** The data follows **

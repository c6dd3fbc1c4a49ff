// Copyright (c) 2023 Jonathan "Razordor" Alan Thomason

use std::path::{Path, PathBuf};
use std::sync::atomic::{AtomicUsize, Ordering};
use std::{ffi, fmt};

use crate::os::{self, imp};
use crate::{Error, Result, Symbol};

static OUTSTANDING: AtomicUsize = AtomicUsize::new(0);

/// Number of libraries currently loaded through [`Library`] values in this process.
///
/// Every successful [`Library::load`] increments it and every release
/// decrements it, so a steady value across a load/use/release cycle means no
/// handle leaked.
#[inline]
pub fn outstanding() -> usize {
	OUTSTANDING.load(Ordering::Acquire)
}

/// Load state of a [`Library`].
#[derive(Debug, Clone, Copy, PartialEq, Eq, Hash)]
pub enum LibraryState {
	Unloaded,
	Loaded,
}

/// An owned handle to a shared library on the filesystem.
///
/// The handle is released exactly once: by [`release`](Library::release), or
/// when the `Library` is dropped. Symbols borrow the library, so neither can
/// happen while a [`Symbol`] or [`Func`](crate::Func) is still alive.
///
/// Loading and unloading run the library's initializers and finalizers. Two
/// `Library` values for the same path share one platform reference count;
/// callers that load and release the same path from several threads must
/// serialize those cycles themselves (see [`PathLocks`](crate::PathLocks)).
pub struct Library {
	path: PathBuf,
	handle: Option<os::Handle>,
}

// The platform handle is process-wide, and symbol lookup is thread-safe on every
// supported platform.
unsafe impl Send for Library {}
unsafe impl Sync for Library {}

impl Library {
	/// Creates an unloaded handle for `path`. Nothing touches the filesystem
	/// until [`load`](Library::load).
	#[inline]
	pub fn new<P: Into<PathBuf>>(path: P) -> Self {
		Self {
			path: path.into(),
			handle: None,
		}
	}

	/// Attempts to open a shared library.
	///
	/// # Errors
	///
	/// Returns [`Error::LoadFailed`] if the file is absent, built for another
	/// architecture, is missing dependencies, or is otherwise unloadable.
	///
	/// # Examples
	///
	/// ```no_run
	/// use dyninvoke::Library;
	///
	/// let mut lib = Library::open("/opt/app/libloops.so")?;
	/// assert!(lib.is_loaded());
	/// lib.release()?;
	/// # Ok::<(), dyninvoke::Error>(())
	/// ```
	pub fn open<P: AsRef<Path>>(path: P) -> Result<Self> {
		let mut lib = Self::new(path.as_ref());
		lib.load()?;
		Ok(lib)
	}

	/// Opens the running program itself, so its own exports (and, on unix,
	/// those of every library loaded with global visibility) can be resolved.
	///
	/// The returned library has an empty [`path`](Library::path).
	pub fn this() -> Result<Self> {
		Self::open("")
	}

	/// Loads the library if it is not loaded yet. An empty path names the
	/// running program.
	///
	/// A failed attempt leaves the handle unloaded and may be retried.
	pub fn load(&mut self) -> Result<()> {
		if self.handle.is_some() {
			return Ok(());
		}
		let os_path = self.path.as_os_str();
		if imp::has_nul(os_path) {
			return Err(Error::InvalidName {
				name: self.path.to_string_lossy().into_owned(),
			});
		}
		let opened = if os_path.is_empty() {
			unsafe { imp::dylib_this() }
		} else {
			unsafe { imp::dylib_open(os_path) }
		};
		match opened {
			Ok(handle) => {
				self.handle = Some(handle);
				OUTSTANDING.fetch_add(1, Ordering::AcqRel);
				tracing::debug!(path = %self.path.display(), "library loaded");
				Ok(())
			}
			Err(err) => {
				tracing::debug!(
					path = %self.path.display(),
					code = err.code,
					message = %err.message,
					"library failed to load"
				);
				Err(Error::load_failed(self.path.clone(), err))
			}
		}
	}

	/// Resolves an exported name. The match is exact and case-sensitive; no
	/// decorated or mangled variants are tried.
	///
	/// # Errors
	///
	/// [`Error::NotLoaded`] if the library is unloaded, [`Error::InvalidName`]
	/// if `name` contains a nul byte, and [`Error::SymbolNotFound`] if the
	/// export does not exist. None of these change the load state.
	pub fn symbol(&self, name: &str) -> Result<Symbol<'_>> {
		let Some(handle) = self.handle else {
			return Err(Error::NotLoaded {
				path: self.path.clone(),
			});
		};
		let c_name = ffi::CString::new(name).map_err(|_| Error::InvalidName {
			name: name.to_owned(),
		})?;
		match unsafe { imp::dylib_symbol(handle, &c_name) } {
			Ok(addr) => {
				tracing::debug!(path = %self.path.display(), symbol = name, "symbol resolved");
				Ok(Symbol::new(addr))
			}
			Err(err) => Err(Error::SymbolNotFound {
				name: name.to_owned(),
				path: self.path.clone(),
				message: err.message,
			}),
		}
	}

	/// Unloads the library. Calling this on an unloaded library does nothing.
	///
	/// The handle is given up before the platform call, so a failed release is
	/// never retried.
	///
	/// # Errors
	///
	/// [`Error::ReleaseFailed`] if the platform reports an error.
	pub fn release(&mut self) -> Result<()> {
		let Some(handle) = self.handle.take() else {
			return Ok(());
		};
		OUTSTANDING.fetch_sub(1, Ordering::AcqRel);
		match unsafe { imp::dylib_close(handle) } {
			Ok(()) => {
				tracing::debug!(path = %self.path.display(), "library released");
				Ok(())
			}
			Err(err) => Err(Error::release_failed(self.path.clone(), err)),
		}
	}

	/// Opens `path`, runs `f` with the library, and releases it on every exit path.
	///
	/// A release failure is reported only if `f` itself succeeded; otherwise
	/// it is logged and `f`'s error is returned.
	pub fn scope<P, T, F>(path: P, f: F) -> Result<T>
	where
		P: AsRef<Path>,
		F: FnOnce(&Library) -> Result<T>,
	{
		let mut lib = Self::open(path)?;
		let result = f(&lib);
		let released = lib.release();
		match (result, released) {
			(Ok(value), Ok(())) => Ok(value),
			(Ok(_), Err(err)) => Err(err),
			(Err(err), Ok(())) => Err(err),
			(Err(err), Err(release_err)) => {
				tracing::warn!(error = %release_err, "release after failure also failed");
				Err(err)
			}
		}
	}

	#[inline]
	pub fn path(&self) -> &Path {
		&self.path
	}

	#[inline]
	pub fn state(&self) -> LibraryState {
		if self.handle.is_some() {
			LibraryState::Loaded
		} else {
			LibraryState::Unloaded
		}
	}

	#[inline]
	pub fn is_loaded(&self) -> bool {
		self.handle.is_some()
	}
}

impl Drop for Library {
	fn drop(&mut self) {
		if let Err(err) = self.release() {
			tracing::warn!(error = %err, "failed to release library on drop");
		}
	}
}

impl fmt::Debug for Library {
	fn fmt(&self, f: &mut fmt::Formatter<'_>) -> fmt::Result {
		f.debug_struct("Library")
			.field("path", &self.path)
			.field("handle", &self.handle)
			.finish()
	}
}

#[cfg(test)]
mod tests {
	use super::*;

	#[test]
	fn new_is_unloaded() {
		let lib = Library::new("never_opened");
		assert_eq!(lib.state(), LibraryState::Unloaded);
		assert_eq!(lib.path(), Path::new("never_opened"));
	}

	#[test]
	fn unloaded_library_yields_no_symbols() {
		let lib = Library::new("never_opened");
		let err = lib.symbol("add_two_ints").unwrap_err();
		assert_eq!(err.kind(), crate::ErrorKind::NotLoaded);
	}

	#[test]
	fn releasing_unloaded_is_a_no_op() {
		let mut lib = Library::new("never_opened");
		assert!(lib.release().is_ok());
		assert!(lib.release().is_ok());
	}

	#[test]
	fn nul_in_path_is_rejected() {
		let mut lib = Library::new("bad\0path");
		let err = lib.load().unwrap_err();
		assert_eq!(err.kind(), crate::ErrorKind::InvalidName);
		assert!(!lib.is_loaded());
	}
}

** End of The data **

Assignment
Your output should be the lines from the one with "assert_eq!(err.kind(), crate::ErrorKind::InvalidName);" through the last line of the entries above, copied exactly and nothing more.

Exercise answer
		assert_eq!(err.kind(), crate::ErrorKind::InvalidName);
		assert!(!lib.is_loaded());
	}
}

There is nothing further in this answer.